Burke's thought is not quite tautological, but it refuses to investigate beyond the fundamental principle that the mind is ready to work in these ways. We simply have a "germ-plasm" for these sorts of things. The abstract, content-less abilities of the mind (such as crescendo or contrast) are manifested or "individuated" when they attach to materials of individual experience.

But, for Burke, the abstractness of the mind, the content-less potential for forms such as crescendo, precede any of its externalizations or individuations. In fact, the urge for forms makes possible the details which subsequently attach to it. This idea is crucial for Burke because it defines the artist's task. Rather than present facts or details in literary texts, the artist must activate the formal processes of the mind, for no set of details will move everyone in the same way. Burke's example shows the emphasis on form in the artistic process: "If the artist were to externalize his mood or horror by imagining the facts of a murder, he would still have to externalize his sense of crescendo by the arrangement of these facts" (51). The accurate details of a murder, for instance, are not enough to activate horror; the formal process of crescendo makes horror possible.

Up to this point, I have merely been summarizing Burke's important contribution to our understanding of how literature works -- an understanding that, I believe, is not shared by enough critics because they often fail to recognize the relationship between formal properties and desire. However, from my perspective, Burke too firmly eternalizes the mental forms he discusses. That is, crescendo is a form, a sort of Platonic ideal beyond the reach of change, but literary history has shown that there are very dramatic breaks in technique. It seems to me that crescendo itself changes over time. 
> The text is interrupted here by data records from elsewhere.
//! Progress events emitted while a workflow runs.
//!
//! Consumers (the CLI, tests) hold the receiving half; the workflow never
//! blocks on delivery and ignores a dropped receiver.

use serde::{Deserialize, Serialize};
use std::time::{SystemTime, UNIX_EPOCH};
use tokio::sync::mpsc;

use crate::agents::AgentRole;
use crate::error::WorkflowStage;

#[derive(Debug, Clone, PartialEq, Serialize, Deserialize)]
#[serde(tag = "type", rename_all = "snake_case")]
pub enum WorkflowEvent {
    StepStarted {
        timestamp: u64,
        role: AgentRole,
        iteration: u32,
    },
    StepFinished {
        timestamp: u64,
        role: AgentRole,
        iteration: u32,
        duration_ms: u64,
    },
    Refining {
        timestamp: u64,
        iteration: u32,
        score: u8,
    },
    Completed {
        timestamp: u64,
        score: u8,
        iterations: u32,
    },
    Failed {
        timestamp: u64,
        stage: WorkflowStage,
        reason: String,
    },
}

impl WorkflowEvent {
    pub fn timestamp(&self) -> u64 {
        match self {
            WorkflowEvent::StepStarted { timestamp, .. }
            | WorkflowEvent::StepFinished { timestamp, .. }
            | WorkflowEvent::Refining { timestamp, .. }
            | WorkflowEvent::Completed { timestamp, .. }
            | WorkflowEvent::Failed { timestamp, .. } => *timestamp,
        }
    }
}

#[derive(Clone)]
pub struct EventCollector {
    sender: mpsc::UnboundedSender<WorkflowEvent>,
}

impl EventCollector {
    pub fn new() -> (Self, mpsc::UnboundedReceiver<WorkflowEvent>) {
        let (sender, receiver) = mpsc::unbounded_channel();
        (Self { sender }, receiver)
    }

    pub fn step_started(&self, role: AgentRole, iteration: u32) {
        self.emit(WorkflowEvent::StepStarted {
            timestamp: current_timestamp(),
            role,
            iteration,
        });
    }

    pub fn step_finished(&self, role: AgentRole, iteration: u32, duration_ms: u64) {
        self.emit(WorkflowEvent::StepFinished {
            timestamp: current_timestamp(),
            role,
            iteration,
            duration_ms,
        });
    }

    pub fn refining(&self, iteration: u32, score: u8) {
        self.emit(WorkflowEvent::Refining {
            timestamp: current_timestamp(),
            iteration,
            score,
        });
    }

    pub fn completed(&self, score: u8, iterations: u32) {
        self.emit(WorkflowEvent::Completed {
            timestamp: current_timestamp(),
            score,
            iterations,
        });
    }

    pub fn failed(&self, stage: WorkflowStage, reason: String) {
        self.emit(WorkflowEvent::Failed {
            timestamp: current_timestamp(),
            stage,
            reason,
        });
    }

    fn emit(&self, event: WorkflowEvent) {
        if let Err(e) = self.sender.send(event) {
            tracing::trace!(error = %e, "workflow event dropped; receiver closed");
        }
    }
}

/// Current Unix timestamp in milliseconds.
fn current_timestamp() -> u64 {
    SystemTime::now()
        .duration_since(UNIX_EPOCH)
        .map(|d| d.as_millis() as u64)
        .unwrap_or(0)
}
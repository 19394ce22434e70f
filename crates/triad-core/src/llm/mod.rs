//! Text-generation client abstraction.
//!
//! Agents only ever see [`TextGenerator`]; the concrete client is picked from
//! `[llm].provider` when the workflow is assembled.

mod openai;
mod scripted;

pub use openai::OpenAiGenerator;
pub use scripted::{RecordedCall, ScriptedGenerator};

use std::sync::Arc;
use std::time::{Duration, Instant};

use async_trait::async_trait;

use crate::config::LlmConfig;
use crate::error::GenerationError;
use crate::metrics::record_generation;
use crate::{ApiKey, TriadError};

/// Sampling settings shared by every call a client makes.
#[derive(Debug, Clone, PartialEq)]
pub struct GenerationSettings {
    pub model: String,
    pub temperature: f32,
    pub max_tokens: u32,
}

impl From<&LlmConfig> for GenerationSettings {
    fn from(config: &LlmConfig) -> Self {
        Self {
            model: config.model.clone(),
            temperature: config.temperature,
            max_tokens: config.max_tokens,
        }
    }
}

/// A remote (or scripted) text-completion service.
#[async_trait]
pub trait TextGenerator: Send + Sync {
    /// Complete `user_prompt` under `system_prompt`.
    async fn invoke(&self, system_prompt: &str, user_prompt: &str)
    -> Result<String, GenerationError>;

    /// Model identifier stamped on produced messages.
    fn model_id(&self) -> &str;
}

pub type DynGenerator = Arc<dyn TextGenerator>;

/// Invoke `generator` with a hard deadline, recording latency under `label`.
pub async fn invoke_bounded(
    generator: &dyn TextGenerator,
    label: &str,
    system_prompt: &str,
    user_prompt: &str,
    timeout: Duration,
) -> Result<String, GenerationError> {
    let started = Instant::now();
    let outcome = tokio::time::timeout(timeout, generator.invoke(system_prompt, user_prompt))
        .await
        .unwrap_or(Err(GenerationError::Timeout {
            after_ms: timeout.as_millis() as u64,
        }));

    let status = if outcome.is_ok() { "ok" } else { "error" };
    record_generation(label, status, started.elapsed().as_millis() as u64);
    outcome
}

/// Build the client named by `config.provider`.
pub fn build_generator(config: &LlmConfig) -> Result<DynGenerator, TriadError> {
    match config.provider.as_str() {
        "openai" => {
            let api_key = ApiKey::from_env(&config.api_key_env)?;
            tracing::debug!(model = %config.model, api_key = %api_key, "using openai-compatible provider");
            let generator = OpenAiGenerator::new(config, api_key)?;
            Ok(Arc::new(generator))
        }
        "scripted" => Ok(Arc::new(ScriptedGenerator::new(config.model.clone()))),
        other => Err(TriadError::InvalidConfiguration(format!(
            "unsupported llm.provider {other:?} (expected \"openai\" or \"scripted\")"
        ))),
    }
}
My example must be very brief, but if one compares a poet like Whitman to T. S. Eliot, one sees that the form of crescendo itself changes. Whitman repeats a crescendo of physical attraction and sensual interaction with the world, while Eliot develops a crescendo of frustration and rejection. It might be more accurate to say that Whitman's crescendo is a release while Eliot's is an intensification because not-released.  The problem might be resolved by calling what Eliot does something else, say "reversal," but this latter term does not capture the intensity that accompanies a crescendo. Eliot's The Waste Land most certainly is a crescendo, but Burke's terms are not fungible enough to respond to obvious changes in poetic effects.  Tracking these changes in form, rather than eternal forms, is the task of the literary historian. Though we can be helped by Burke's concepts, they must be fluid enough to accept the formal varieties that poets continue to find.